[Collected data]
►
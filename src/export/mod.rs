/// Report export: PNG, JPG or single-page PDF.
///
/// An export paints the current snapshot with a `Rasterizer`, then encodes
/// the raster. Only one export runs at a time; an overlapping request is
/// refused with `ExportError::Busy` rather than queued.
///
/// Capture width is `max(natural width, min_width)` times the pixel ratio,
/// so the fixed desktop layout never reflows in the exported image.

pub mod pdf;
pub mod raster;

use base64::Engine;
use image::RgbaImage;
use serde::Serialize;
use std::fmt;
use std::str::FromStr;
use std::sync::atomic::{AtomicBool, Ordering};

use crate::config::ExportSettings;
use crate::model::ExportError;
use crate::report::ReportSnapshot;

pub use raster::BlockRasterizer;

/// Prefix applied when the caller passes an empty one.
pub const DEFAULT_FILE_PREFIX: &str = "water-report";

/// Text of the blocking alert shown when a download fails.
pub const DOWNLOAD_FAILED_ALERT: &str = "เกิดข้อผิดพลาดในการดาวน์โหลด";

pub fn failure_alert(err: &ExportError) -> String {
    format!("{}: {}", DOWNLOAD_FAILED_ALERT, err)
}

// ---------------------------------------------------------------------------
// Formats and artifacts
// ---------------------------------------------------------------------------

#[derive(Debug, Clone, Copy, PartialEq, Eq, Serialize)]
#[serde(rename_all = "lowercase")]
pub enum ExportFormat {
    Png,
    Jpg,
    Pdf,
}

impl ExportFormat {
    pub fn extension(&self) -> &'static str {
        match self {
            ExportFormat::Png => "png",
            ExportFormat::Jpg => "jpg",
            ExportFormat::Pdf => "pdf",
        }
    }

    pub fn mime_type(&self) -> &'static str {
        match self {
            ExportFormat::Png => "image/png",
            ExportFormat::Jpg => "image/jpeg",
            ExportFormat::Pdf => "application/pdf",
        }
    }
}

impl FromStr for ExportFormat {
    type Err = String;

    fn from_str(s: &str) -> Result<Self, Self::Err> {
        match s.trim().to_ascii_lowercase().as_str() {
            "png" => Ok(ExportFormat::Png),
            "jpg" | "jpeg" => Ok(ExportFormat::Jpg),
            "pdf" => Ok(ExportFormat::Pdf),
            other => Err(format!("unsupported export format '{}' (expected png, jpg or pdf)", other)),
        }
    }
}

impl fmt::Display for ExportFormat {
    fn fmt(&self, f: &mut fmt::Formatter<'_>) -> fmt::Result {
        f.write_str(self.extension())
    }
}

/// A finished export, ready to be written to disk or sent as a download.
#[derive(Debug, Clone)]
pub struct ExportArtifact {
    pub filename: String,
    pub format: ExportFormat,
    pub bytes: Vec<u8>,
}

impl ExportArtifact {
    pub fn mime_type(&self) -> &'static str {
        self.format.mime_type()
    }

    /// `data:<mime>;base64,...`, the form a browser link can download from.
    pub fn to_data_url(&self) -> String {
        format!(
            "data:{};base64,{}",
            self.mime_type(),
            base64::engine::general_purpose::STANDARD.encode(&self.bytes)
        )
    }
}

// ---------------------------------------------------------------------------
// Rasterizer seam
// ---------------------------------------------------------------------------

/// Paints a snapshot to pixels.
pub trait Rasterizer: Send + Sync {
    /// Checks that everything the view references is ready to paint.
    fn prepare(&self, view: &ReportSnapshot) -> Result<(), ExportError>;

    /// Width the view lays out at, in CSS pixels.
    fn natural_width(&self, view: &ReportSnapshot) -> u32;

    /// Paints the view `width` CSS pixels wide at `pixel_ratio` device pixels
    /// per CSS pixel, on a white background.
    fn rasterize(&self, view: &ReportSnapshot, width: u32, pixel_ratio: u32) -> Result<RgbaImage, ExportError>;
}

pub fn capture_width(natural_width: u32, min_width: u32) -> u32 {
    natural_width.max(min_width)
}

// ---------------------------------------------------------------------------
// Exporter
// ---------------------------------------------------------------------------

/// Holds the busy flag for the life of one export.
struct BusyGuard<'a>(&'a AtomicBool);

impl<'a> BusyGuard<'a> {
    fn acquire(flag: &'a AtomicBool) -> Result<Self, ExportError> {
        flag.compare_exchange(false, true, Ordering::AcqRel, Ordering::Acquire)
            .map_err(|_| ExportError::Busy)?;
        Ok(BusyGuard(flag))
    }
}

impl Drop for BusyGuard<'_> {
    fn drop(&mut self) {
        self.0.store(false, Ordering::Release);
    }
}

pub struct Exporter {
    rasterizer: Box<dyn Rasterizer>,
    settings: ExportSettings,
    busy: AtomicBool,
}

impl Exporter {
    pub fn new(settings: ExportSettings) -> Self {
        Self::with_rasterizer(settings, Box::new(BlockRasterizer))
    }

    pub fn with_rasterizer(settings: ExportSettings, rasterizer: Box<dyn Rasterizer>) -> Self {
        Exporter {
            rasterizer,
            settings,
            busy: AtomicBool::new(false),
        }
    }

    pub fn settings(&self) -> &ExportSettings {
        &self.settings
    }

    pub fn is_busy(&self) -> bool {
        self.busy.load(Ordering::Acquire)
    }

    /// Exports `view` as `{prefix}.{ext}`. With no view attached there is
    /// nothing to capture, and the call returns `Ok(None)`.
    ///
    /// # Errors
    /// `ExportError::Busy` while another export runs; otherwise whatever the
    /// rasterizer or encoder reports. The busy flag is released either way.
    pub fn export(
        &self,
        view: Option<&ReportSnapshot>,
        format: ExportFormat,
        prefix: &str,
    ) -> Result<Option<ExportArtifact>, ExportError> {
        let Some(view) = view else {
            log::debug!("export requested with no report attached; skipping");
            return Ok(None);
        };

        let _guard = BusyGuard::acquire(&self.busy)?;

        self.rasterizer.prepare(view)?;

        let width = capture_width(self.rasterizer.natural_width(view), self.settings.min_width);
        let ratio = self.settings.pixel_ratio.max(1);
        let image = self.rasterizer.rasterize(view, width, ratio)?;
        log::debug!("rasterized report at {}x{} px", image.width(), image.height());

        let bytes = match format {
            ExportFormat::Png => raster::encode_png(&image)?,
            ExportFormat::Jpg => raster::encode_jpeg(&image, self.settings.jpeg_quality)?,
            ExportFormat::Pdf => {
                let jpeg = raster::encode_jpeg(&image, self.settings.jpeg_quality)?;
                // Page size follows the capture in CSS pixels; the image
                // keeps its full device resolution.
                pdf::single_page_pdf(&jpeg, image.width(), image.height(), width, image.height() / ratio)?
            }
        };

        let prefix = match prefix.trim() {
            "" => DEFAULT_FILE_PREFIX,
            p => p,
        };
        let artifact = ExportArtifact {
            filename: format!("{}.{}", prefix, format.extension()),
            format,
            bytes,
        };
        log::info!("exported {} ({} bytes)", artifact.filename, artifact.bytes.len());
        Ok(Some(artifact))
    }
}

// ---------------------------------------------------------------------------
// Tests
// ---------------------------------------------------------------------------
◄
- **WORK TO BE COMPLETED**
Write the entries above out again. Match them exactly.

- **ANSWER TO THIS TASK**
filename src/export/mod.rs
/// Report export: PNG, JPG or single-page PDF.
///
/// An export paints the current snapshot with a `Rasterizer`, then encodes
/// the raster. Only one export runs at a time; an overlapping request is
/// refused with `ExportError::Busy` rather than queued.
///
/// Capture width is `max(natural width, min_width)` times the pixel ratio,
/// so the fixed desktop layout never reflows in the exported image.

pub mod pdf;
pub mod raster;

use base64::Engine;
use image::RgbaImage;
use serde::Serialize;
use std::fmt;
use std::str::FromStr;
use std::sync::atomic::{AtomicBool, Ordering};

use crate::config::ExportSettings;
use crate::model::ExportError;
use crate::report::ReportSnapshot;

pub use raster::BlockRasterizer;

/// Prefix applied when the caller passes an empty one.
pub const DEFAULT_FILE_PREFIX: &str = "water-report";

/// Text of the blocking alert shown when a download fails.
pub const DOWNLOAD_FAILED_ALERT: &str = "เกิดข้อผิดพลาดในการดาวน์โหลด";

pub fn failure_alert(err: &ExportError) -> String {
    format!("{}: {}", DOWNLOAD_FAILED_ALERT, err)
}

// ---------------------------------------------------------------------------
// Formats and artifacts
// ---------------------------------------------------------------------------

#[derive(Debug, Clone, Copy, PartialEq, Eq, Serialize)]
#[serde(rename_all = "lowercase")]
pub enum ExportFormat {
    Png,
    Jpg,
    Pdf,
}

impl ExportFormat {
    pub fn extension(&self) -> &'static str {
        match self {
            ExportFormat::Png => "png",
            ExportFormat::Jpg => "jpg",
            ExportFormat::Pdf => "pdf",
        }
    }

    pub fn mime_type(&self) -> &'static str {
        match self {
            ExportFormat::Png => "image/png",
            ExportFormat::Jpg => "image/jpeg",
            ExportFormat::Pdf => "application/pdf",
        }
    }
}

impl FromStr for ExportFormat {
    type Err = String;

    fn from_str(s: &str) -> Result<Self, Self::Err> {
        match s.trim().to_ascii_lowercase().as_str() {
            "png" => Ok(ExportFormat::Png),
            "jpg" | "jpeg" => Ok(ExportFormat::Jpg),
            "pdf" => Ok(ExportFormat::Pdf),
            other => Err(format!("unsupported export format '{}' (expected png, jpg or pdf)", other)),
        }
    }
}

impl fmt::Display for ExportFormat {
    fn fmt(&self, f: &mut fmt::Formatter<'_>) -> fmt::Result {
        f.write_str(self.extension())
    }
}

/// A finished export, ready to be written to disk or sent as a download.
#[derive(Debug, Clone)]
pub struct ExportArtifact {
    pub filename: String,
    pub format: ExportFormat,
    pub bytes: Vec<u8>,
}

impl ExportArtifact {
    pub fn mime_type(&self) -> &'static str {
        self.format.mime_type()
    }

    /// `data:<mime>;base64,...`, the form a browser link can download from.
    pub fn to_data_url(&self) -> String {
        format!(
            "data:{};base64,{}",
            self.mime_type(),
            base64::engine::general_purpose::STANDARD.encode(&self.bytes)
        )
    }
}

// ---------------------------------------------------------------------------
// Rasterizer seam
// ---------------------------------------------------------------------------

/// Paints a snapshot to pixels.
pub trait Rasterizer: Send + Sync {
    /// Checks that everything the view references is ready to paint.
    fn prepare(&self, view: &ReportSnapshot) -> Result<(), ExportError>;

    /// Width the view lays out at, in CSS pixels.
    fn natural_width(&self, view: &ReportSnapshot) -> u32;

    /// Paints the view `width` CSS pixels wide at `pixel_ratio` device pixels
    /// per CSS pixel, on a white background.
    fn rasterize(&self, view: &ReportSnapshot, width: u32, pixel_ratio: u32) -> Result<RgbaImage, ExportError>;
}

pub fn capture_width(natural_width: u32, min_width: u32) -> u32 {
    natural_width.max(min_width)
}

// ---------------------------------------------------------------------------
// Exporter
// ---------------------------------------------------------------------------

/// Holds the busy flag for the life of one export.
struct BusyGuard<'a>(&'a AtomicBool);

impl<'a> BusyGuard<'a> {
    fn acquire(flag: &'a AtomicBool) -> Result<Self, ExportError> {
        flag.compare_exchange(false, true, Ordering::AcqRel, Ordering::Acquire)
            .map_err(|_| ExportError::Busy)?;
        Ok(BusyGuard(flag))
    }
}

impl Drop for BusyGuard<'_> {
    fn drop(&mut self) {
        self.0.store(false, Ordering::Release);
    }
}

pub struct Exporter {
    rasterizer: Box<dyn Rasterizer>,
    settings: ExportSettings,
    busy: AtomicBool,
}

impl Exporter {
    pub fn new(settings: ExportSettings) -> Self {
        Self::with_rasterizer(settings, Box::new(BlockRasterizer))
    }

    pub fn with_rasterizer(settings: ExportSettings, rasterizer: Box<dyn Rasterizer>) -> Self {
        Exporter {
            rasterizer,
            settings,
            busy: AtomicBool::new(false),
        }
    }

    pub fn settings(&self) -> &ExportSettings {
        &self.settings
    }

    pub fn is_busy(&self) -> bool {
        self.busy.load(Ordering::Acquire)
    }

    /// Exports `view` as `{prefix}.{ext}`. With no view attached there is
    /// nothing to capture, and the call returns `Ok(None)`.
    ///
    /// # Errors
    /// `ExportError::Busy` while another export runs; otherwise whatever the
    /// rasterizer or encoder reports. The busy flag is released either way.
    pub fn export(
        &self,
        view: Option<&ReportSnapshot>,
        format: ExportFormat,
        prefix: &str,
    ) -> Result<Option<ExportArtifact>, ExportError> {
        let Some(view) = view else {
            log::debug!("export requested with no report attached; skipping");
            return Ok(None);
        };

        let _guard = BusyGuard::acquire(&self.busy)?;

        self.rasterizer.prepare(view)?;

        let width = capture_width(self.rasterizer.natural_width(view), self.settings.min_width);
        let ratio = self.settings.pixel_ratio.max(1);
        let image = self.rasterizer.rasterize(view, width, ratio)?;
        log::debug!("rasterized report at {}x{} px", image.width(), image.height());

        let bytes = match format {
            ExportFormat::Png => raster::encode_png(&image)?,
            ExportFormat::Jpg => raster::encode_jpeg(&image, self.settings.jpeg_quality)?,
            ExportFormat::Pdf => {
                let jpeg = raster::encode_jpeg(&image, self.settings.jpeg_quality)?;
                // Page size follows the capture in CSS pixels; the image
                // keeps its full device resolution.
                pdf::single_page_pdf(&jpeg, image.width(), image.height(), width, image.height() / ratio)?
            }
        };

        let prefix = match prefix.trim() {
            "" => DEFAULT_FILE_PREFIX,
            p => p,
        };
        let artifact = ExportArtifact {
            filename: format!("{}.{}", prefix, format.extension()),
            format,
            bytes,
        };
        log::info!("exported {} ({} bytes)", artifact.filename, artifact.bytes.len());
        Ok(Some(artifact))
    }
}

// ---------------------------------------------------------------------------
// Tests
// ---------------------------------------------------------------------------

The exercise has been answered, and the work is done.